He stares unblinkingly at me, and I see the exact second he makes his decision by the look in his eyes. "I'll kill him for this, I swear it. I'll kill them all."
Then he sits up, still focussed intently on my face as he takes a deep, shuddering breath. "I love you, Clove Jacia. More than my own life. You have my word that he will die for this." His voice is barely audible, for me and not for the cameras. His words are mine and I hope they can't hear.

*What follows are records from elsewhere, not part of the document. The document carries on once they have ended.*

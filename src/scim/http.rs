//! Blocking HTTPS dispatcher.
//!
//! One client per configuration file, authenticated with a client
//! certificate over rustls. Requests are strictly sequential; the engine
//! depends on the per-type dispatch order, so nothing here parallelises.

use crate::config::AppConfig;
use crate::error::TransportError;
use crate::scim::dispatcher::{
    CreateOutcome, DeleteOutcome, ScimDispatcher, UpdateOutcome,
};
use log::debug;
use reqwest::blocking::{Client, Response};
use reqwest::StatusCode;
use std::time::Duration;

const SCIM_CONTENT_TYPE: &str = "application/scim+json";
const REQUEST_TIMEOUT: Duration = Duration::from_secs(60);

/// Production dispatcher over a client-certificate TLS channel.
pub struct HttpDispatcher {
    client: Client,
    base_url: String,
}

impl HttpDispatcher {
    /// Open the channel described by the configuration.
    ///
    /// Fails when the certificate or key cannot be read or the TLS client
    /// cannot be built; both are fatal for the configuration file.
    pub fn open(config: &AppConfig) -> Result<Self, TransportError> {
        let mut builder = Client::builder().use_rustls_tls().timeout(REQUEST_TIMEOUT);

        if let (Some(cert), Some(key)) = (&config.cert, &config.key) {
            let cert_path = config.resolve_path(cert);
            let key_path = config.resolve_path(key);
            let mut pem = std::fs::read(&cert_path).map_err(|error| {
                TransportError::new(format!(
                    "failed to read certificate {}: {error}",
                    cert_path.display()
                ))
            })?;
            let key_bytes = std::fs::read(&key_path).map_err(|error| {
                TransportError::new(format!(
                    "failed to read key {}: {error}",
                    key_path.display()
                ))
            })?;
            pem.extend_from_slice(&key_bytes);

            let identity = reqwest::Identity::from_pem(&pem).map_err(|error| {
                TransportError::new(format!("failed to load client identity: {error}"))
            })?;
            builder = builder.identity(identity);
        }

        let client = builder
            .build()
            .map_err(|error| TransportError::new(format!("failed to build TLS client: {error}")))?;

        Ok(Self {
            client,
            base_url: config.scim_url.trim_end_matches('/').to_string(),
        })
    }

    fn endpoint_url(&self, endpoint: &str) -> String {
        format!("{}/{}", self.base_url, endpoint)
    }

    fn resource_url(&self, endpoint: &str, uid: &str) -> String {
        format!("{}/{}/{}", self.base_url, endpoint, urlencoding::encode(uid))
    }

    fn body_of(response: Response) -> String {
        response.text().unwrap_or_default()
    }
}

/// A connection-level error has no HTTP status; anything with a status is a
/// typed outcome instead.
fn transport(error: reqwest::Error) -> TransportError {
    TransportError::new(error.to_string())
}

impl ScimDispatcher for HttpDispatcher {
    fn create(&mut self, endpoint: &str, body: &str) -> Result<CreateOutcome, TransportError> {
        let url = self.endpoint_url(endpoint);
        debug!("POST {url}");
        let response = self
            .client
            .post(&url)
            .header(reqwest::header::CONTENT_TYPE, SCIM_CONTENT_TYPE)
            .body(body.to_string())
            .send()
            .map_err(transport)?;

        Ok(match response.status() {
            StatusCode::CREATED => CreateOutcome::Created(Self::body_of(response)),
            StatusCode::OK => CreateOutcome::Ok(Self::body_of(response)),
            StatusCode::CONFLICT => CreateOutcome::Conflict,
            StatusCode::PAYLOAD_TOO_LARGE => CreateOutcome::PayloadTooLarge,
            StatusCode::FORBIDDEN => CreateOutcome::Forbidden,
            status => CreateOutcome::Other(status.as_u16()),
        })
    }

    fn update(
        &mut self,
        endpoint: &str,
        uid: &str,
        body: &str,
    ) -> Result<UpdateOutcome, TransportError> {
        let url = self.resource_url(endpoint, uid);
        debug!("PUT {url}");
        let response = self
            .client
            .put(&url)
            .header(reqwest::header::CONTENT_TYPE, SCIM_CONTENT_TYPE)
            .body(body.to_string())
            .send()
            .map_err(transport)?;

        Ok(match response.status() {
            StatusCode::OK => UpdateOutcome::Ok(Self::body_of(response)),
            StatusCode::NOT_FOUND => UpdateOutcome::NotFound,
            StatusCode::FORBIDDEN => UpdateOutcome::Forbidden,
            StatusCode::PAYLOAD_TOO_LARGE => UpdateOutcome::PayloadTooLarge,
            status => UpdateOutcome::Other(status.as_u16()),
        })
    }

    fn delete(&mut self, endpoint: &str, uid: &str) -> Result<DeleteOutcome, TransportError> {
        let url = self.resource_url(endpoint, uid);
        debug!("DELETE {url}");
        let response = self.client.delete(&url).send().map_err(transport)?;

        Ok(match response.status() {
            StatusCode::NO_CONTENT => DeleteOutcome::NoContent,
            StatusCode::NOT_FOUND => DeleteOutcome::NotFound,
            status => DeleteOutcome::Other(status.as_u16()),
        })
    }
}

#[cfg(test)]
mod tests {
    use super::*;
    use std::path::PathBuf;

    fn config() -> AppConfig {
        AppConfig::parse(
            r#"
                scim-url = "https://scim.example.com/"
                cache-file = "cache.bin"
                scim-type-send-order = ["Student"]

                [types.Student]
                unique-identifier = "GUID"
                scim-url-endpoint = "Users"
                scim-json-template = "{}"
            "#,
            PathBuf::from("."),
        )
        .unwrap()
    }

    #[test]
    fn test_urls_are_composed_and_escaped() {
        let dispatcher = HttpDispatcher::open(&config()).unwrap();
        assert_eq!(
            dispatcher.endpoint_url("Users"),
            "https://scim.example.com/Users"
        );
        assert_eq!(
            dispatcher.resource_url("Users", "id with space"),
            "https://scim.example.com/Users/id%20with%20space"
        );
    }
}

I watch as he raises the knife, drawing it sharply across the palm of his own hand as he seals his oath in blood, the meaning of which will not be lost to those watching back home. In District 2, what he just said and did in my name means as much as any vow at a marriage ceremony. A cool breeze blows across my face and I feel the wetness of my tears on my cheeks as I notice them for the first time.
Then he leans back down over me, his lips brushing mine as I feel him position the knife over my heart however hard he tries to hide it. A single tear trickles slowly down his face, the very first I've ever seen him shed. I'd wipe it away if I could but I can't move.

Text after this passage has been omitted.